Search Parameter Type Default value Description
q String OR Dict "" Query string, or weighted query strings (if Dict)
limit Integer 20 Maximum number of document chunks to be returned
offset Integer 0 Number of documents to skip (used for pagination)
filter String null Filter string in the Marqo DSL Language
searchableAttributes Array of strings ["*"] Attributes to display in the returned documents
showHighlights Boolean true Return highlights for the document match
searchMethod String "TENSOR" The search method, can be LEXICAL or TENSOR
attributesToRetrieve Array of strings ["*"] Attributes to return in the search response
reRanker String null Method to use for reranking results
boost Dict null Dictionary of attribute (string): 2-Array [weight (float), bias (float)]
image_download_headers Dict {} Headers for the image download. Can be used to authenticate the images for download.
context Dict null Dictionary of "tensor":{List[{"vector": List[floats], "weight": (float)}]} to bring your own vectors into search.
scoreModifiers Dict null A dictionary to modify the score based on field values. Check here for examples.
modelAuth Dict null Authorisation details used by Marqo to download non-publicly available models. Check here for examples.

Query parameters

Search Parameter Type Default value Description
device String cpu The device used to search. This allows you to use cuda GPUs to speed up indexing, if available. Options include cpu and cuda, cuda1, cuda2 etc. The cuda option tells Marqo to use all available cuda devices.

Search Result Pagination

Use parameters limit and offset to paginate your results, meaning to query a certain number of results at a time instead of all at once.

The limit parameter sets the size of a page. If you set limit to 10, Marqo's response will contain a maximum of 10 search results. The offset parameter skips a number of search results. If you set offset to 20, Marqo's response will skip the first 20 search results.

Let's say you want each page to have 10 results, and you want to receive the 2nd page. Try setting limit and offset like so:

# Specify page properties
page_size = 10
page_num = 2

# Set limit and offset accordingly
limit = page_size
offset = (page_num - 1) * page_size

Pagination limitations

Tensor search inconsistencies

Using pagination with search_method="TENSOR" may result in some results being skipped or duplicated (often near the edge of pages) within the first few pages if the page size is much smaller than the total search result count. Please keep this in mind when looking for particular results or when result order is essential.

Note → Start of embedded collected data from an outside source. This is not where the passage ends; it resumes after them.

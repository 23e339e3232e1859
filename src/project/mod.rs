//! Directory scanning and the extraction driver.
//!
//! The driver owns the run shape the engine relies on: walk every file
//! once in a deterministic order (pass 1), then run deferred resolution
//! exactly once (pass 2), then hand the finished package over. Failure is
//! tolerated at file granularity only — a file that does not read or parse
//! is logged and skipped, and the run continues.

use std::path::{Path, PathBuf};

use crate::ecore::Package;
use crate::error::ModelError;
use crate::interchange::export_model;
use crate::mapping::{resolve_deferred, walk_unit, MetamodelStore};
use crate::parser::{parse_java, CompilationUnit};

/// Recursively collect every `.java` file under `root`, sorted for a
/// deterministic traversal order.
pub fn scan_java_files(root: &Path) -> Result<Vec<PathBuf>, ModelError> {
    let mut files = Vec::new();
    collect_java_files(root, &mut files)?;
    files.sort();
    Ok(files)
}

fn collect_java_files(dir: &Path, results: &mut Vec<PathBuf>) -> Result<(), ModelError> {
    for entry in std::fs::read_dir(dir)? {
        let entry = match entry {
            Ok(entry) => entry,
            Err(error) => {
                tracing::warn!(dir = %dir.display(), %error, "skipping unreadable entry");
                continue;
            }
        };
        let path = entry.path();
        if path.is_dir() {
            if let Err(error) = collect_java_files(&path, results) {
                tracing::warn!(dir = %path.display(), %error, "skipping unreadable directory");
            }
        } else if path.extension().and_then(|e| e.to_str()) == Some("java") {
            results.push(path);
        }
    }
    Ok(())
}

/// Read and parse a single source file.
pub fn load_and_parse(path: &Path) -> Result<CompilationUnit, ModelError> {
    let text = std::fs::read_to_string(path)?;
    parse_java(&text).map_err(|e| ModelError::parse(path, e))
}

/// Extract the metamodel from every `.java` file under `root`.
///
/// Pass 2 runs strictly after the last file of pass 1; running it earlier
/// would drop legitimate forward references.
pub fn generate_metamodel(root: &Path) -> Result<Package, ModelError> {
    let files = scan_java_files(root)?;
    let mut store = MetamodelStore::new();

    for path in &files {
        match load_and_parse(path) {
            Ok(unit) => {
                tracing::debug!(file = %path.display(), "walked source file");
                walk_unit(&mut store, &unit);
            }
            Err(error) => {
                tracing::warn!(file = %path.display(), %error, "skipping source file");
            }
        }
    }

    resolve_deferred(&mut store);
    Ok(store.into_package())
}

/// Full run: extract the metamodel and export it as Ecore XMI.
pub fn generate(root: &Path, out: &Path) -> Result<Package, ModelError> {
    let package = generate_metamodel(root)?;
    export_model(&package, out)?;
    Ok(package)
}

Single-field pagination only

Currently, pagination is only supported for searches in 1 field (when searchable_attributes is set to a single field). Setting offset for multi-field searches will result in an error. Additionally, search results can only be 10,000 results deep. This means limit + offset must be less than or equal to 10000.

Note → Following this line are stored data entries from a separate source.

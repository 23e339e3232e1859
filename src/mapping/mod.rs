//! The source-to-metamodel mapping engine.
//!
//! Two strictly ordered passes over shared, single-threaded state:
//!
//! ```text
//! pass 1 (per file, in discovery order)
//!   walker  → register classifiers, inline attributes/operations,
//!             defer class-typed fields and supertype clauses
//! pass 2 (exactly once, after the last file)
//!   references → resolve every deferred request against the complete
//!                registry, pair opposites, drop unresolvables with a log
//! ```
//!
//! Resolution of canonical names to classifiers never fails: unknown names
//! fall back to the sentinel, array/map shapes synthesize cached wrapper
//! classifiers.

pub mod classifier;
pub mod features;
pub mod naming;
pub mod references;
pub mod store;
pub mod type_name;
pub mod walker;

pub use classifier::{primitive_id, resolve_classifier};
pub use features::{
    add_attribute, add_enum_literal, add_operation, add_parameter, add_reference, set_return_type,
};
pub use naming::{resolve_operation_name, RENAMED_OPERATION_PREFIX};
pub use references::resolve_deferred;
pub use store::{DeferredReferenceRequest, DeferredSupertype, MetamodelStore};
pub use type_name::{primitive_name, type_name, SENTINEL_NAME};
pub use walker::walk_unit;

Lexical search: exact matches

Use searchMethod="LEXICAL" to perform keyword search instead of tensor search. With lexical search, you can enable exact match searching using double quotes: "".

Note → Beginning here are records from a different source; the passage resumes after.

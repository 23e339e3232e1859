//! Operation naming conflicts with implied accessors.
//!
//! An operation named like the getter/setter a feature implies would clash
//! in generated code, so the first conflicting feature wins: it gets a
//! documentation annotation recording the original operation name, and the
//! operation is renamed with a fixed prefix.

use smol_str::SmolStr;

use crate::ecore::{builtin, Annotation, DataClass, Feature};

/// Prefix applied to operations that collide with an implied accessor.
pub const RENAMED_OPERATION_PREFIX: &str = "op_";

/// Check `candidate` against the class's current features, in declaration
/// order. On the first conflict the feature is annotated and the renamed
/// candidate returned; otherwise the candidate passes through unchanged.
pub fn resolve_operation_name(class: &mut DataClass, candidate: &str) -> SmolStr {
    for feature in &mut class.features {
        if conflicts(feature, candidate) {
            tracing::debug!(
                class = %class.name,
                feature = %feature.name(),
                operation = candidate,
                "operation name collides with implied accessor, renaming"
            );
            let message = format!(
                "Operation '{candidate}' collides with the accessor implied by \
                 feature '{}' and was renamed",
                feature.name()
            );
            feature.annotations_mut().push(Annotation::documentation(message));
            return SmolStr::new(format!("{RENAMED_OPERATION_PREFIX}{candidate}"));
        }
    }
    SmolStr::new(candidate)
}

fn conflicts(feature: &Feature, candidate: &str) -> bool {
    let implied_get = accessor_name("get", feature.name());
    let implied_set = accessor_name("set", feature.name());
    if candidate.eq_ignore_ascii_case(&implied_get) || candidate.eq_ignore_ascii_case(&implied_set)
    {
        return true;
    }
    // `is` accessors are only implied for boolean attributes.
    if let Feature::Attribute(attribute) = feature {
        if attribute.ty == builtin::EBOOLEAN {
            return candidate.eq_ignore_ascii_case(&accessor_name("is", feature.name()));
        }
    }
    false
}

fn accessor_name(prefix: &str, feature_name: &str) -> String {
    let mut name = String::with_capacity(prefix.len() + feature_name.len());
    name.push_str(prefix);
    let mut chars = feature_name.chars();
    if let Some(first) = chars.next() {
        name.extend(first.to_uppercase());
        name.push_str(chars.as_str());
    }
    name
}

Any term enclosed in "" will be labeled a required term, which must exist in at least one field of every result hit. Note that terms enclosed in double quotes must also have a space between them and the terms before and after them, same as regular terms. Use this feature to filter your results to only documents containing certain terms. For example, if you want to search for results containing fruits, vegetables, or candy, but they must be green, you can construct your query as such:

mq.index("my-first-index").search(
    q='fruit vegetable candy "green"',
    search_method="LEXICAL"
)

If you want to escape the double quotes (interpret them as text), use 2 escape keys \\. For example: q = 'Dwayne \\"The Rock\\" Johnson'.

Note: syntax errors

If your use of "" does not follow proper syntax, the entire query will simply be interpreted literally, with no required terms. Here some examples of syntax errors:

# Quoted terms without spaces before/after
q = 'apples"oranges" bananas'
q = 'cucumbers "melons and watermelons""grapefruit"'

# Unescaped quotes
q = 'There is a quote right"here'

# Unbalanced quotes
q = '"Dr. Seuss" "Thing 1" "Thing 2'

Response

Name Type Description
hits Array of objects Results of the query
limit Integer Number of documents chunks specified in the query
offset Integer Number of skipped results specified in the query
processingTimeMs Number Processing time of the query
query String Query originating the response

Example

curl -XPOST 'http://localhost:8882/indexes/my-first-index/search' -H 'Content-type:application/json' -d '
{
    "q": "what is the best outfit to wear on the moon?",
    "searchableAttributes": ["Description"],
    "limit": 10,
    "offset": 0,
    "showHighlights": true,
    "filter": "*:*",
    "searchMethod": "TENSOR",
    "attributesToRetrieve": ["Title", "Description"]
}'
mq.index("my-first-index").search(
    q="What is the best outfit to wear on the moon?",
    searchable_attributes=["Description"],
    limit=10,
    offset=0,
    show_highlights=True,
    filter_string="*:*",
    search_method=marqo.SearchMethods.LEXICAL,
    attributes_to_retrieve=["Title", "Description"]
)

Response: 200 Ok

{
  "hits": [
    {
      "Title": "Extravehicular Mobility Unit (EMU)",
      "Description": "The EMU is a spacesuit that provides environmental protection, mobility, life support, and communications for astronauts",
      "_highlights": {
        "Description": "The EMU is a spacesuit that provides environmental protection, mobility, life support, and communications for astronauts"
      },
      "_id": "article_591",
      "_score": 1.2387788
    },
    {
      "Title": "The Travels of Marco Polo",
      "Description": "A 13th-century travelogue describing Polo's travels",
      "_highlights": {"Title": "The Travels of Marco Polo"},
      "_id": "e00d1a8d-894c-41a1-8e3b-d8b2a8fce12a",
      "_score": 1.2047464
    }
  ],
  "limit": 10,
  "offset": 0,
  "processingTimeMs": 49,
  "query": "What is the best outfit to wear on the moon?"
}

Query (q)

Parameter: q

Expected value: Search string, or a dictionary of weighted search strings (with the structure :). Search strings are text or a url to an image, if the index has treat_urls_and_pointers_as_images set to True.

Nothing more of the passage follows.